The significant effect of deep neuromuscular block (NMB) in laparoscopic surgery is still controversial, especially in lower-pressure pneumoperitoneum. This study investigates the effect of deep neuromuscular block on intraabdominal pressure (IAP), surgical space quality, post-operative abdominal pain, and shoulder tip pain in laparoscopic gynaecological surgery.

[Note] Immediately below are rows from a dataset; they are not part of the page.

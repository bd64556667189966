#[macro_use]
extern crate bencher;

use pctdraw::canvas::{Color, DrawContext, Surface};
use pctdraw::math::{point, Angle};
use pctdraw::path::arc::arc_path;
use pctdraw::path::shapes::{circle_path, polygon_path};
use pctdraw::path::traits::PathBuilder;
use pctdraw::path::{ArcOptions, ArcStyle, Path};

use bencher::Bencher;

#[cfg(feature = "profiling")]
const N: usize = 100;
#[cfg(not(feature = "profiling"))]
const N: usize = 1;

fn circles_build(bench: &mut Bencher) {
    bench.iter(|| {
        let mut builder = Path::builder();
        for _ in 0..N {
            for i in 0..1_000 {
                builder.add_circle(point(i as f32, 0.0), 10.0);
            }
        }

        let _ = builder.build();
    });
}

fn circles_path(bench: &mut Bencher) {
    bench.iter(|| {
        for _ in 0..N {
            for i in 0..1_000 {
                let _ = circle_path(point(i as f32, 0.0), 10.0);
            }
        }
    });
}

fn arc_small_radius(bench: &mut Bencher) {
    bench.iter(|| {
        for _ in 0..N {
            for _ in 0..1_000 {
                let _ = arc_path(
                    point(0.0, 0.0),
                    20.0,
                    Angle::degrees(0.0),
                    Angle::degrees(300.0),
                    ArcStyle::Pie,
                    &ArcOptions::DEFAULT,
                );
            }
        }
    });
}

fn arc_large_radius(bench: &mut Bencher) {
    bench.iter(|| {
        for _ in 0..N {
            for _ in 0..100 {
                let _ = arc_path(
                    point(0.0, 0.0),
                    2_000.0,
                    Angle::degrees(0.0),
                    Angle::degrees(300.0),
                    ArcStyle::Open,
                    &ArcOptions::DEFAULT,
                );
            }
        }
    });
}

fn polygon_build(bench: &mut Bencher) {
    let xs: Vec<f32> = (0..1_000).map(|i| (i as f32).cos() * 100.0).collect();
    let ys: Vec<f32> = (0..1_000).map(|i| (i as f32).sin() * 100.0).collect();

    bench.iter(|| {
        for _ in 0..N {
            let _ = polygon_path(&xs, &ys, 3);
        }
    });
}

fn context_percentage_shapes(bench: &mut Bencher) {
    bench.iter(|| {
        for _ in 0..N {
            let mut ctx = DrawContext::new(Surface::new(1920.0, 1080.0));
            for i in 0..100 {
                let p = ctx.polar_degrees(50.0, 50.0, 30.0, i as f32 * 3.6);
                ctx.circle(p.x, p.y, 1.0, Color::BLACK);
                ctx.arc_line(50.0, 50.0, 10.0, Angle::zero(), Angle::degrees(i as f32), 0.2, Color::BLACK);
            }

            let _ = ctx.finish();
        }
    });
}

benchmark_group!(shapes,
    circles_build,
    circles_path,
    polygon_build,
);

benchmark_group!(arcs,
    arc_small_radius,
    arc_large_radius,
);

benchmark_group!(context,
    context_percentage_shapes,
);

benchmark_main!(shapes, arcs, context);
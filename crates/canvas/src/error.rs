use crate::path::GeometryError;

use thiserror::Error;

/// The result type of drawing calls that can reject their input.
pub type CanvasResult<T = ()> = Result<T, CanvasError>;

/// Misuse of the transform stack.
#[derive(Copy, Clone, Debug, PartialEq, Eq, Hash, Error)]
pub enum TransformError {
    #[error("no transform to pop")]
    Empty,
    #[error("transform popped out of order: stack depth is {expected}, handle depth is {found}")]
    OutOfOrder { expected: usize, found: usize },
    #[error("{0} transform(s) still pushed at the end of the frame")]
    Unbalanced(usize),
}

#[derive(Clone, Debug, PartialEq, Error)]
pub enum CanvasError {
    #[error(transparent)]
    Geometry(#[from] GeometryError),
    #[error("aligned text requires a text layout to measure it")]
    MissingTextLayout,
}
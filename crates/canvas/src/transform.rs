//! The transform stack.
//!
//! Transforms nest: the most recently pushed one applies first to the positions
//! of subsequent operations. Popping restores the exact previous state.
//!
//! There are two ways to scope a transform:
//!
//! - `DrawContext::scoped` and the helpers built on it (`rotate`, `abs_scale`...)
//!   return a [TransformGuard](struct.TransformGuard.html) which pops the transform
//!   when dropped, including on early returns.
//! - `DrawContext::push_transform` returns a [TransformHandle](struct.TransformHandle.html)
//!   that must be given back to `DrawContext::end_transform`. The depth of the
//!   stack is checked so that out of order pops are reported instead of silently
//!   corrupting the stack.

use crate::geom::transform::{compose, rotation_about, scale_about, shear_about, translation};
use crate::math::{vector, Angle, Transform};
use crate::{DrawContext, DrawOp, TransformError};

use std::ops::{Deref, DerefMut};

/// Proof of a transform push, to be given back to `DrawContext::end_transform`.
#[must_use = "the transform must be popped with DrawContext::end_transform"]
#[derive(Debug, PartialEq, Eq)]
pub struct TransformHandle {
    depth: usize,
}

impl TransformHandle {
    /// The depth of the stack right after the push.
    pub fn depth(&self) -> usize {
        self.depth
    }
}

/// Pops its transform when dropped.
///
/// Dereferences to the drawing context so that drawing continues through the
/// guard.
pub struct TransformGuard<'l> {
    ctx: &'l mut DrawContext,
    handle: Option<TransformHandle>,
}

impl<'l> TransformGuard<'l> {
    /// Pops the transform now.
    pub fn end(mut self) -> Result<(), TransformError> {
        match self.handle.take() {
            Some(handle) => self.ctx.end_transform(handle),
            None => Ok(()),
        }
    }
}

impl<'l> Deref for TransformGuard<'l> {
    type Target = DrawContext;
    fn deref(&self) -> &DrawContext {
        self.ctx
    }
}

impl<'l> DerefMut for TransformGuard<'l> {
    fn deref_mut(&mut self) -> &mut DrawContext {
        self.ctx
    }
}

impl<'l> Drop for TransformGuard<'l> {
    fn drop(&mut self) {
        if let Some(handle) = self.handle.take() {
            if let Err(e) = self.ctx.end_transform(handle) {
                log::warn!("transform guard could not pop: {}", e);
            }
        }
    }
}

impl DrawContext {
    /// Pushes a transform in device space.
    pub fn push_transform(&mut self, transform: Transform) -> TransformHandle {
        if self.options.invalidate_on_push {
            self.ops.push(DrawOp::Invalidate);
        }

        let current = compose(&transform, &self.current_transform());
        self.transforms.push(current);
        self.ops.push(DrawOp::PushTransform(transform));

        log::trace!("push transform (depth {}): {:?}", self.transforms.len(), transform);

        TransformHandle {
            depth: self.transforms.len(),
        }
    }

    /// Pops the transform pushed by the call that returned `handle`.
    ///
    /// The handle must belong to the innermost transform.
    pub fn end_transform(&mut self, handle: TransformHandle) -> Result<(), TransformError> {
        let depth = self.transforms.len();
        if depth == 0 {
            log::warn!("end_transform called on an empty stack");
            return Err(TransformError::Empty);
        }
        if handle.depth != depth {
            log::warn!(
                "end_transform out of order (stack depth {}, handle depth {})",
                depth,
                handle.depth
            );
            return Err(TransformError::OutOfOrder {
                expected: depth,
                found: handle.depth,
            });
        }

        self.transforms.pop();
        self.ops.push(DrawOp::PopTransform);

        log::trace!("pop transform (depth {})", self.transforms.len());

        Ok(())
    }

    /// Pushes a transform that is popped when the returned guard is dropped.
    pub fn scoped(&mut self, transform: Transform) -> TransformGuard {
        let handle = self.push_transform(transform);
        TransformGuard {
            ctx: self,
            handle: Some(handle),
        }
    }

    /// Runs `f` with a transform pushed.
    pub fn with_transform<R>(
        &mut self,
        transform: Transform,
        f: impl FnOnce(&mut DrawContext) -> R,
    ) -> R {
        let mut guard = self.scoped(transform);
        f(&mut guard)
    }

    /// Translates subsequent drawing by `(dx, dy)` device units.
    pub fn abs_translate(&mut self, dx: f32, dy: f32) -> TransformGuard {
        self.scoped(translation(vector(dx, dy)))
    }

    /// Rotates subsequent drawing around the device point `(x, y)`.
    ///
    /// Positive angles appear clockwise since the y axis points down.
    pub fn abs_rotate(&mut self, x: f32, y: f32, angle: Angle) -> TransformGuard {
        self.scoped(rotation_about(crate::math::point(x, y), angle))
    }

    /// Scales subsequent drawing uniformly around the device point `(x, y)`.
    pub fn abs_scale(&mut self, x: f32, y: f32, factor: f32) -> TransformGuard {
        self.scoped(scale_about(crate::math::point(x, y), factor))
    }

    /// Shears subsequent drawing around the device point `(x, y)`.
    pub fn abs_shear(&mut self, x: f32, y: f32, angle_x: Angle, angle_y: Angle) -> TransformGuard {
        self.scoped(shear_about(crate::math::point(x, y), angle_x, angle_y))
    }

    /// Translates subsequent drawing by a percentage of the surface size.
    ///
    /// Positive `dy` moves up.
    pub fn translate(&mut self, dx: f32, dy: f32) -> TransformGuard {
        let space = self.surface.percent_space();
        let offset = vector(space.width_extent(dx), -space.height_extent(dy));
        self.scoped(translation(offset))
    }

    /// Rotates subsequent drawing around the percentage point `(x, y)`.
    ///
    /// Positive angles are counter-clockwise, matching the y-up convention.
    pub fn rotate(&mut self, x: f32, y: f32, angle: Angle) -> TransformGuard {
        let pivot = self.device_point(x, y);
        self.scoped(rotation_about(pivot, -angle))
    }

    /// Scales subsequent drawing uniformly around the percentage point `(x, y)`.
    pub fn scale(&mut self, x: f32, y: f32, factor: f32) -> TransformGuard {
        let pivot = self.device_point(x, y);
        self.scoped(scale_about(pivot, factor))
    }

    /// Shears subsequent drawing around the percentage point `(x, y)`.
    ///
    /// Angles follow the y-up convention, like `rotate`.
    pub fn shear(&mut self, x: f32, y: f32, angle_x: Angle, angle_y: Angle) -> TransformGuard {
        let pivot = self.device_point(x, y);
        self.scoped(shear_about(pivot, -angle_x, -angle_y))
    }
}

#[cfg(test)]
use crate::math::point;
#[cfg(test)]
use crate::{Color, Surface};

#[cfg(test)]
fn context() -> DrawContext {
    DrawContext::new(Surface::new(1000.0, 800.0))
}

#[test]
fn nested_pushes_restore_state() {
    let mut ctx = context();
    let before = ctx.current_transform();

    let t1 = ctx.push_transform(Transform::translation(10.0, 0.0));
    let t2 = ctx.push_transform(Transform::scale(2.0, 2.0));
    assert_eq!(ctx.depth(), 2);
    // The innermost transform applies first.
    assert_eq!(
        ctx.current_transform().transform_point(point(1.0, 1.0)),
        point(12.0, 2.0)
    );

    ctx.end_transform(t2).unwrap();
    assert_eq!(ctx.current_transform(), Transform::translation(10.0, 0.0));
    ctx.end_transform(t1).unwrap();

    assert_eq!(ctx.depth(), 0);
    assert_eq!(ctx.current_transform(), before);
    assert_eq!(
        ctx.ops(),
        &[
            DrawOp::Invalidate,
            DrawOp::PushTransform(Transform::translation(10.0, 0.0)),
            DrawOp::Invalidate,
            DrawOp::PushTransform(Transform::scale(2.0, 2.0)),
            DrawOp::PopTransform,
            DrawOp::PopTransform,
        ][..]
    );
}

#[test]
fn out_of_order_pop_is_rejected() {
    let mut ctx = context();
    let t1 = ctx.push_transform(Transform::translation(1.0, 0.0));
    let t2 = ctx.push_transform(Transform::translation(2.0, 0.0));

    assert_eq!(
        ctx.end_transform(t1),
        Err(TransformError::OutOfOrder {
            expected: 2,
            found: 1
        })
    );
    // The stack is untouched.
    assert_eq!(ctx.depth(), 2);

    ctx.end_transform(t2).unwrap();
    assert_eq!(ctx.depth(), 1);
}

#[cfg(test)]
#[test_log::test]
fn pop_on_empty_stack() {
    let mut ctx = context();
    let handle = ctx.push_transform(Transform::identity());
    ctx.transforms.clear();
    assert_eq!(ctx.end_transform(handle), Err(TransformError::Empty));
}

#[test]
fn guard_pops_on_drop() {
    let mut ctx = context();
    {
        let mut guard = ctx.abs_translate(5.0, 5.0);
        assert_eq!(guard.depth(), 1);
        {
            let mut inner = guard.abs_scale(0.0, 0.0, 3.0);
            assert_eq!(inner.depth(), 2);
            inner.abs_circle(0.0, 0.0, 1.0, Color::BLACK);
        }
        assert_eq!(guard.depth(), 1);
    }
    assert_eq!(ctx.depth(), 0);
    assert_eq!(ctx.current_transform(), Transform::identity());
}

#[test]
fn guard_pops_on_early_return() {
    fn draw(ctx: &mut DrawContext, bail: bool) -> Result<(), ()> {
        let mut guard = ctx.rotate(50.0, 50.0, Angle::degrees(45.0));
        if bail {
            return Err(());
        }
        guard.circle(50.0, 50.0, 5.0, Color::BLACK);
        Ok(())
    }

    let mut ctx = context();
    assert!(draw(&mut ctx, true).is_err());
    assert_eq!(ctx.depth(), 0);
    assert!(draw(&mut ctx, false).is_ok());
    assert_eq!(ctx.depth(), 0);
    assert_eq!(*ctx.ops().last().unwrap(), DrawOp::PopTransform);
}

#[test]
fn guard_end() {
    let mut ctx = context();
    let guard = ctx.scoped(Transform::translation(1.0, 1.0));
    guard.end().unwrap();
    assert_eq!(ctx.depth(), 0);

    let count = ctx.with_transform(Transform::scale(2.0, 2.0), |ctx| {
        ctx.abs_circle(1.0, 1.0, 1.0, Color::BLACK);
        ctx.depth()
    });
    assert_eq!(count, 1);
    assert_eq!(ctx.depth(), 0);
}

#[cfg(test)]
#[test_log::test]
fn finish_with_pushed_transform_fails() {
    let mut ctx = context();
    let _handle = ctx.push_transform(Transform::identity());
    assert_eq!(ctx.finish().unwrap_err(), TransformError::Unbalanced(1));
}

#[test]
fn percentage_transforms() {
    let mut ctx = context();
    {
        let guard = ctx.translate(10.0, 10.0);
        let p = guard.current_transform().transform_point(point(0.0, 0.0));
        assert!((p - point(100.0, -80.0)).length() < 1e-3);
    }
    {
        // A quarter turn counter-clockwise around the center of the surface.
        let guard = ctx.rotate(50.0, 50.0, Angle::degrees(90.0));
        let p = guard.current_transform().transform_point(point(600.0, 400.0));
        assert!((p - point(500.0, 300.0)).length() < 1e-3);
    }
    {
        let guard = ctx.scale(50.0, 50.0, 2.0);
        let p = guard.current_transform().transform_point(point(510.0, 400.0));
        assert!((p - point(520.0, 400.0)).length() < 1e-3);
    }
    {
        // Vertical lines lean right going up.
        let guard = ctx.shear(0.0, 0.0, Angle::degrees(45.0), Angle::zero());
        let p = guard.current_transform().transform_point(point(0.0, 700.0));
        assert!((p - point(100.0, 700.0)).length() < 1e-2);
    }
    assert_eq!(ctx.depth(), 0);
}

#[test]
fn invalidation_can_be_disabled() {
    let options = crate::CanvasOptions::DEFAULT.with_invalidation(false);
    let mut ctx = DrawContext::with_options(Surface::new(10.0, 10.0), options);
    ctx.abs_translate(1.0, 1.0).end().unwrap();
    assert_eq!(
        ctx.ops(),
        &[
            DrawOp::PushTransform(Transform::translation(1.0, 1.0)),
            DrawOp::PopTransform,
        ][..]
    );
}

This is a randomised, double-blinded control trial which randomised samples to moderate NMB (train-of-four count [TOF] of 1 or 2) or deep NMB (post-tetanic count [PTC] of 1 or 2). Surgery began with IAP 8 mmHg but was allowed to increase the pressure if the surgical condition was unfavourable. The surgical condition was rated on a 4-point scale. Post-operative abdominal pain and shoulder tip pain was assessed using a numerical rating scale for pain, with 0 defined as no pain and 10 severe pain at recovery area (time 0), 30 minutes, and 24 hours post-operation.

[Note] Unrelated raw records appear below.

//! Polar to cartesian conversion with aspect ratio compensation.
//!
//! In percentage space one unit along x and one unit along y do not have the same
//! length unless the surface is square. Multiplying the y component by the
//! `width / height` ratio makes a sweep of angles at a fixed radius look like a
//! circle instead of an ellipse once mapped to the device.

use crate::math::{point, Angle, Point, Size};

/// Returns `width / height`.
///
/// A surface with a zero height (a minimized window) has no meaningful ratio;
/// `1.0` is returned so that polar layouts stay finite.
#[inline]
pub fn aspect_ratio(surface: Size) -> f32 {
    let ratio = surface.width / surface.height;
    if ratio.is_finite() {
        ratio
    } else {
        1.0
    }
}

/// Returns the point at `angle` on a circle of a given center and radius.
///
/// The y offset is scaled by `aspect` (see `aspect_ratio`). Pass `1.0` for a
/// plain polar conversion.
#[inline]
pub fn polar(center: Point, radius: f32, angle: Angle, aspect: f32) -> Point {
    let (sin, cos) = angle.sin_cos();
    point(
        center.x + radius * cos,
        center.y + radius * sin * aspect,
    )
}

/// Same as `polar` with an angle in degrees.
#[inline]
pub fn polar_degrees(center: Point, radius: f32, degrees: f32, aspect: f32) -> Point {
    polar(center, radius, Angle::degrees(degrees), aspect)
}

#[cfg(test)]
use crate::math::size;
#[cfg(test)]
use std::f32::consts::PI;

#[test]
fn polar_on_square_surface() {
    let aspect = aspect_ratio(size(600.0, 600.0));
    assert_eq!(aspect, 1.0);

    let p = polar(point(50.0, 50.0), 10.0, Angle::radians(0.0), aspect);
    assert_eq!(p, point(60.0, 50.0));

    let center = point(50.0, 50.0);
    for i in 0..64 {
        let theta = i as f32 * 2.0 * PI / 64.0;
        let p = polar(center, 10.0, Angle::radians(theta), aspect);
        assert!(((p - center).length() - 10.0).abs() < 1e-4);
    }
}

#[test]
fn polar_compensates_aspect_ratio() {
    let surface = size(1000.0, 500.0);
    let aspect = aspect_ratio(surface);
    assert_eq!(aspect, 2.0);

    let center = point(50.0, 50.0);
    let r = 20.0;
    for i in 0..90 {
        let theta = i as f32 * 2.0 * PI / 90.0;
        let p = polar(center, r, Angle::radians(theta), aspect);
        // Undo the y stretch: the points lie on a circle of radius r.
        let dx = p.x - center.x;
        let dy = (p.y - center.y) / aspect;
        assert!(((dx * dx + dy * dy).sqrt() - r).abs() < 1e-3);

        // In device units the horizontal and vertical offsets have the same length.
        let dev_dx = dx / 100.0 * surface.width;
        let dev_dy = (p.y - center.y) / 100.0 * surface.height;
        let dev_r = r / 100.0 * surface.width;
        assert!(((dev_dx * dev_dx + dev_dy * dev_dy).sqrt() - dev_r).abs() < 1e-2);
    }
}

#[test]
fn degenerate_surface_aspect() {
    assert_eq!(aspect_ratio(size(800.0, 0.0)), 1.0);
    assert_eq!(aspect_ratio(size(0.0, 0.0)), 1.0);
    assert_eq!(aspect_ratio(size(0.0, 600.0)), 0.0);

    let aspect = aspect_ratio(size(800.0, 0.0));
    for &deg in &[0.0, 90.0, 180.0, 270.0] {
        let p = polar_degrees(point(50.0, 50.0), 30.0, deg, aspect);
        assert!(p.x.is_finite() && p.y.is_finite(), "{:?} at {}", p, deg);
    }
}

#[test]
fn polar_degrees_matches_radians() {
    let center = point(10.0, 20.0);
    for &deg in &[0.0, 30.0, 45.0, 90.0, 135.0, 270.0, 359.0] {
        let a = polar_degrees(center, 5.0, deg, 1.5);
        let b = polar(center, 5.0, Angle::radians(deg * PI / 180.0), 1.5);
        assert!((a - b).length() < 1e-4);
    }
}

Seventy patients completed the study. The rate of increasing IAP between the 2 groups ( P = 0.172) is not significant, but deep NMB requires less pressure - mean highest IAP of 10.31 (± 1.39) mmHg, moderate NMB 11.54 (± 1.69) mmHg. The mean surgical space condition score was significantly better in the deep NMB group at 2.4 (± 0.7) compared to moderate NMB at 3.2 (± 0.66), P < 0.005. There was a significantly lower post-operative abdominal pain score in deep NMB but no significant difference in shoulder tip pain score between the 2 groups.

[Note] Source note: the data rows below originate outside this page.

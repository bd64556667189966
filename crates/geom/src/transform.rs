//! Affine transforms about a pivot point.
//!
//! All transforms are expressed in device space. `euclid` uses the row vector
//! convention, so `a.then(&b)` applies `a` first and `b` second.

use crate::math::{Angle, Point, Transform, Vector};

/// A translation by `offset`.
#[inline]
pub fn translation(offset: Vector) -> Transform {
    Transform::translation(offset.x, offset.y)
}

/// A rotation by `angle` around `pivot`.
///
/// Positive angles go from the positive x axis toward the positive y axis, which
/// appears clockwise in device space.
pub fn rotation_about(pivot: Point, angle: Angle) -> Transform {
    Transform::translation(-pivot.x, -pivot.y)
        .then_rotate(angle)
        .then_translate(pivot.to_vector())
}

/// A uniform scale by `factor` around `pivot`.
pub fn scale_about(pivot: Point, factor: f32) -> Transform {
    Transform::translation(-pivot.x, -pivot.y)
        .then_scale(factor, factor)
        .then_translate(pivot.to_vector())
}

/// A shear around `pivot`.
///
/// `angle_x` tilts vertical lines (x moves by `tan(angle_x) * dy`) and `angle_y`
/// tilts horizontal lines (y moves by `tan(angle_y) * dx`).
pub fn shear_about(pivot: Point, angle_x: Angle, angle_y: Angle) -> Transform {
    let tx = angle_x.radians.tan();
    let ty = angle_y.radians.tan();
    let shear = Transform::new(1.0, ty, tx, 1.0, 0.0, 0.0);

    Transform::translation(-pivot.x, -pivot.y)
        .then(&shear)
        .then_translate(pivot.to_vector())
}

/// Composes two transforms so that `inner` applies first.
///
/// This is how nested transforms combine: the most recently pushed one is the
/// inner one.
#[inline]
pub fn compose(inner: &Transform, outer: &Transform) -> Transform {
    inner.then(outer)
}

#[cfg(test)]
use crate::math::{point, vector};
#[cfg(test)]
use std::f32::consts::PI;

#[cfg(test)]
fn assert_close(a: Point, b: Point) {
    assert!((a - b).length() < 1e-3, "{:?} != {:?}", a, b);
}

#[test]
fn rotation_keeps_pivot() {
    let pivot = point(100.0, 50.0);
    let t = rotation_about(pivot, Angle::radians(PI / 2.0));
    assert_close(t.transform_point(pivot), pivot);
    assert_close(t.transform_point(point(110.0, 50.0)), point(100.0, 60.0));
}

#[test]
fn scale_keeps_pivot() {
    let pivot = point(10.0, 10.0);
    let t = scale_about(pivot, 3.0);
    assert_close(t.transform_point(pivot), pivot);
    assert_close(t.transform_point(point(11.0, 12.0)), point(13.0, 16.0));
}

#[test]
fn shear() {
    let pivot = point(0.0, 0.0);
    let t = shear_about(pivot, Angle::radians(PI / 4.0), Angle::radians(0.0));
    assert_close(t.transform_point(point(0.0, 10.0)), point(10.0, 10.0));
    assert_close(t.transform_point(point(10.0, 0.0)), point(10.0, 0.0));

    let pivot = point(5.0, 5.0);
    let t = shear_about(pivot, Angle::radians(0.0), Angle::radians(PI / 4.0));
    assert_close(t.transform_point(pivot), pivot);
    assert_close(t.transform_point(point(7.0, 5.0)), point(7.0, 7.0));
}

#[test]
fn compose_applies_inner_first() {
    let inner = translation(vector(10.0, 0.0));
    let outer = scale_about(point(0.0, 0.0), 2.0);
    let t = compose(&inner, &outer);
    assert_close(t.transform_point(point(1.0, 1.0)), point(22.0, 2.0));
}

Deep NMB enables the usage of lower IAP in laparoscopic surgery without interfering with surgical space condition, and it reduces the post-operative abdominal pain score in 24 hours compared to moderate NMB.
在腹腔镜手术中,深度神经肌肉阻滞(NMB)的显著效果仍存在争议,尤其是在低压气腹的情况下。本研究旨在探讨深度神经肌肉阻滞对腹腔镜妇科手术中腹腔内压(IAP)、手术空间质量、术后腹痛和肩痛的影响。
这是一项随机、双盲对照试验,将样本随机分为中度 NMB 组(TOF 计数为 1 或 2)或深度 NMB 组(PTC 计数为 1 或 2)。手术开始时 IAP 为 8mmHg,但如果手术条件不佳,可以允许增加压力。手术条件按 4 分制评分。术后腹痛和肩痛采用数字评分法评估疼痛程度,0 分为无痛,10 分为恢复区(时间 0)、30 分钟和 24 小时后严重疼痛。
70 例患者完成了研究。两组之间 IAP 升高的比率(P=0.172)无显著差异,但深度 NMB 需要的压力较低-平均最高 IAP 为 10.31(±1.39)mmHg,中度 NMB 为 11.54(±1.69)mmHg。深度 NMB 组的平均手术空间条件评分明显更好,为 2.4(±0.7),而中度 NMB 组为 3.2(±0.66),P<0.005。深度 NMB 组术后腹痛评分明显较低,但两组间肩痛评分无显著差异。
与中度 NMB 相比,深度 NMB 可在腹腔镜手术中使用较低的 IAP,而不影响手术空间条件,并可降低 24 小时后的术后腹痛评分。